After “Ma vie sur un tabouret” (My life on a stool) in collaboration with Franck Médioni and “Martial Solal compositeur de l’instant” (Martial Solal, composer of the moment) with Xavier Prévost, here at last is Martial Solal’s autobiography.
Right from the title, it’s clear that the nonagenarian pianist and composer (born in 1927) is not going to show any false modesty by appropriating a century of jazz, of which he only covered around seven decades, which is obviously not negligible!
But there’s a mixture of arrogance and complexes in Solal, which can be explained by an alternation of lack of recognition (for example, he didn’t fare well during the pop/yéyé period, when jazz lost part of its audience nor when the free jazz and then fusion appeared) and celebration (among others, by fellow pianists – from Sviatoslav Richter to Bill Evans to Ahmad Jamal – and by the receipt of various awards – from the Victoires du jazz to the Jazzpar Prize in Copenhagen, the Nobel Prize for jazz, which he is the only Frenchman to have won).
Solal is a workaholic, which has given him a technique on the instrument that only his predecessor – and idol – Art Tatum has achieved.
His daily training over the years has included practicing scores by musicians such as Chopin and Rachmaninoff.
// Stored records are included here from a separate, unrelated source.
/// 服务端与客户端配置
///
/// 所有配置都提供 `with_*` 构建方法和 `validate()`。

use std::time::Duration;
use crate::error::TransportError;

/// 配置错误
#[derive(Debug, thiserror::Error, Clone, PartialEq, Eq)]
pub enum ConfigError {
    #[error("Invalid value for field '{field}': {value} - {reason}. Suggestion: {suggestion}")]
    InvalidValue {
        field: String,
        value: String,
        reason: String,
        suggestion: String,
    },

    #[error("Configuration conflict: {message}")]
    Conflict { message: String },
}

impl ConfigError {
    fn invalid(field: &str, value: impl ToString, reason: &str, suggestion: &str) -> Self {
        ConfigError::InvalidValue {
            field: field.to_string(),
            value: value.to_string(),
            reason: reason.to_string(),
            suggestion: suggestion.to_string(),
        }
    }
}

impl From<ConfigError> for TransportError {
    fn from(error: ConfigError) -> Self {
        match &error {
            ConfigError::InvalidValue { field, .. } => TransportError::config_error(field.clone(), error.to_string()),
            ConfigError::Conflict { .. } => TransportError::config_error("config", error.to_string()),
        }
    }
}

/// 服务端配置
#[derive(Debug, Clone)]
pub struct ServerConfig {
    /// 监听地址 (host:port)
    pub bind_address: String,
    /// 同时在线连接上限
    pub max_connections: usize,
    /// 同时进行中的接入/建立数上限
    pub accept_throttle: usize,
    /// 帧率
    pub fps: u32,
    /// 每帧收集请求的截止时间；错过的连接被驱逐
    pub frame_timeout: Duration,
    /// 统计输出间隔
    pub info_interval: Duration,
    /// 运行时长，到期后优雅关闭；None 表示一直运行直到取消
    pub run_duration: Option<Duration>,
    /// 关闭时等待连接处理任务退出的时间
    pub graceful_timeout: Duration,
}

impl Default for ServerConfig {
    fn default() -> Self {
        Self {
            bind_address: "0.0.0.0:6666".to_string(),
            max_connections: 1000,
            accept_throttle: 10,
            fps: 30,
            frame_timeout: Duration::from_secs(1),
            info_interval: Duration::from_secs(1),
            run_duration: Some(Duration::from_secs(3600)),
            graceful_timeout: Duration::from_secs(5),
        }
    }
}

impl ServerConfig {
    pub fn new() -> Self {
        Self::default()
    }

    pub fn with_bind_address(mut self, addr: impl Into<String>) -> Self {
        self.bind_address = addr.into();
        self
    }

    pub fn with_max_connections(mut self, max: usize) -> Self {
        self.max_connections = max;
        self
    }

    pub fn with_accept_throttle(mut self, throttle: usize) -> Self {
        self.accept_throttle = throttle;
        self
    }

    pub fn with_fps(mut self, fps: u32) -> Self {
        self.fps = fps;
        self
    }

    pub fn with_frame_timeout(mut self, timeout: Duration) -> Self {
        self.frame_timeout = timeout;
        self
    }

    pub fn with_info_interval(mut self, interval: Duration) -> Self {
        self.info_interval = interval;
        self
    }

    pub fn with_run_duration(mut self, duration: Option<Duration>) -> Self {
        self.run_duration = duration;
        self
    }

    pub fn with_graceful_timeout(mut self, timeout: Duration) -> Self {
        self.graceful_timeout = timeout;
        self
    }

    /// 帧周期 (1/fps)
    pub fn frame_period(&self) -> Duration {
        Duration::from_nanos(1_000_000_000 / u64::from(self.fps.max(1)))
    }

    pub fn validate(&self) -> Result<(), ConfigError> {
        if self.bind_address.is_empty() {
            return Err(ConfigError::invalid("bind_address", "", "address is empty", "use host:port, e.g. 0.0.0.0:6666"));
        }
        if self.max_connections == 0 {
            return Err(ConfigError::invalid("max_connections", 0, "must be positive", "try 1000"));
        }
        if self.accept_throttle == 0 {
            return Err(ConfigError::invalid("accept_throttle", 0, "must be positive", "try 10"));
        }
        if self.fps == 0 || self.fps > 1000 {
            return Err(ConfigError::invalid("fps", self.fps, "must be within 1..=1000", "try 30"));
        }
        if self.frame_timeout.is_zero() {
            return Err(ConfigError::invalid("frame_timeout", "0s", "must be positive", "use at least one frame period"));
        }
        if self.info_interval.is_zero() {
            return Err(ConfigError::invalid("info_interval", "0s", "must be positive", "try 1s"));
        }
        if self.accept_throttle > self.max_connections {
            return Err(ConfigError::Conflict {
                message: format!(
                    "accept_throttle ({}) exceeds max_connections ({})",
                    self.accept_throttle, self.max_connections
                ),
            });
        }
        Ok(())
    }
}

/// 客户端配置
#[derive(Debug, Clone)]
pub struct ClientConfig {
    /// 服务器地址 (host:port)
    pub server_address: String,
    /// 连接超时时间
    pub connect_timeout: Duration,
    /// 重绘间隔
    pub draw_interval: Duration,
    /// 统计输出间隔
    pub info_interval: Duration,
}

impl Default for ClientConfig {
    fn default() -> Self {
        Self {
            server_address: "localhost:6666".to_string(),
            connect_timeout: Duration::from_secs(5),
            draw_interval: Duration::from_millis(1000 / 30),
            info_interval: Duration::from_secs(1),
        }
    }
}

impl ClientConfig {
    pub fn new() -> Self {
        Self::default()
    }

    pub fn with_server_address(mut self, addr: impl Into<String>) -> Self {
        self.server_address = addr.into();
        self
    }

    pub fn with_connect_timeout(mut self, timeout: Duration) -> Self {
        self.connect_timeout = timeout;
        self
    }

    pub fn with_draw_interval(mut self, interval: Duration) -> Self {
        self.draw_interval = interval;
        self
    }

    pub fn with_info_interval(mut self, interval: Duration) -> Self {
        self.info_interval = interval;
        self
    }

    pub fn validate(&self) -> Result<(), ConfigError> {
        if self.server_address.is_empty() {
            return Err(ConfigError::invalid("server_address", "", "address is empty", "use host:port, e.g. localhost:6666"));
        }
        if self.connect_timeout.is_zero() {
            return Err(ConfigError::invalid("connect_timeout", "0s", "must be positive", "try 5s"));
        }
        if self.draw_interval.is_zero() || self.info_interval.is_zero() {
            return Err(ConfigError::invalid("draw_interval/info_interval", "0s", "timers must be positive", "try 33ms / 1s"));
        }
        Ok(())
    }
}
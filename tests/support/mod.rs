//! Shared helpers for integration tests.

#![allow(dead_code)]

use std::net::TcpListener;
use std::panic::Location;
use std::time::Duration;

use gitlab_backup_core::{ApiConfig, DownloadConfig, GitLabClient};
use wiremock::MockServer;

pub const TOKEN: &str = "test-token";

#[must_use]
pub fn socket_tests_required() -> bool {
    std::env::var("GITLAB_BACKUP_REQUIRE_SOCKET_TESTS")
        .ok()
        .is_some_and(|value| matches!(value.to_ascii_lowercase().as_str(), "1" | "true" | "yes"))
}

#[track_caller]
#[must_use]
pub fn should_skip_socket_bound_test() -> bool {
    if TcpListener::bind("127.0.0.1:0").is_ok() {
        return false;
    }

    let location = Location::caller();
    let message = format!(
        "[socket-bound-test] cannot bind localhost socket at {}:{}; mock-server test cannot run in this environment",
        location.file(),
        location.line()
    );
    if socket_tests_required() {
        panic!("{message}. Set GITLAB_BACKUP_REQUIRE_SOCKET_TESTS=0 to allow local skip behavior.");
    }

    eprintln!(
        "{message}. Skipping test. Set GITLAB_BACKUP_REQUIRE_SOCKET_TESTS=1 to fail-fast instead."
    );
    true
}

pub async fn start_mock_server_or_skip() -> Option<MockServer> {
    if should_skip_socket_bound_test() {
        None
    } else {
        Some(MockServer::start().await)
    }
}

/// Minimal project record as the API returns it.
pub fn project_json(id: u64, path_with_namespace: &str) -> serde_json::Value {
    let name = path_with_namespace.rsplit('/').next().unwrap_or_default();
    serde_json::json!({
        "id": id,
        "name": name,
        "path": name,
        "path_with_namespace": path_with_namespace,
        "web_url": format!("https://git.example.com/{path_with_namespace}"),
        "http_url_to_repo": format!("https://git.example.com/{path_with_namespace}.git"),
        "ssh_url_to_repo": format!("git@git.example.com:{path_with_namespace}.git"),
    })
}

pub fn client_for(base_url: &str) -> GitLabClient {
    GitLabClient::new(ApiConfig::new(base_url, TOKEN).unwrap()).unwrap()
}

/// Download config with a short backoff so retry tests stay fast.
pub fn fast_download_config(concurrency: usize) -> DownloadConfig {
    DownloadConfig::new(concurrency, 3, Duration::from_millis(20)).unwrap()
}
So, it’s hardly surprising that he has won the admiration of classical pianists. But Solal‘s ease at the keyboard does never show the previous hard work. This ease is evident in his digital virtuosity as well as in his imagination, both in the art of twisting and deconstructing the melodies of standards and in his unrivalled improvisational talent.
This is because Solal has always sought to perfect his skills as a pianist, without worrying about trying to resemble or distinguish himself from anyone else. The result is a totally personal and instantly recognizable way of playing. A style, in other words. But alongside his talent as a pianist, Solal is also a composer and arranger of film music and scores for his various orchestras. From solo to big band, duo (some with other pianists), trio (occasionally with two double basses, but most of the time with bass and drums), quartet… he explored most facets of jazz in the company of companions as diverse as Sydney Bechet or Django Reinhardt, Stéphane Grappelli or Johnny Griffin, Didier Lockwood or Eric Lelann, Michel Portal or Daniel Humair, Kenny Clarke or Paul Motian, Dave Liebman or Lee Konitz.
A jack-of-all-trades of genius and a goldsmith in everything he touches, Solal couldn’t fail to make his autobiography a journey through the decades that have seen him evolve, in an order that is anything but laboriously chronological. A Tex Avery fan such as Solal, who is also a great lover of puns (“L’allée Thiers et le poteau laid“, “Cygne d’étang“, “L’oreille est boldie” are the titles of some of his compositions), he could not fail to surprise his readers with a series of “coq-à-l’âne”, temporal flea leaps, sudden flashbacks to the past at the whim of a memory ruled by an inexhaustible imagination.
To read “Mon siècle de jazz” – which can be devoured like a good novel – is to immerse oneself in the history of this music as experienced by one of its greatest witnesses and players on both sides of the Atlantic Ocean. It also introduces us to a character who is both discreet and colorful, introverted and expansive: a true personality. Those who have sometimes reproached him with a certain coldness or an excess of technique that would have curbed his sensitivity will have the opportunity to revise their judgment.
Solal is certainly not a follower of political correctness, low profile or unbridled sentimentalism. He’s a unique musician, and it’s up to those who aren’t immediately won over by his art to make the journey into a universe of incomparable richness, which it’s incomprehensible that any genuine jazz fan could miss.
Bravo Maestro!
Mon Siècle de Jazz is published by Frémeaux & Associés.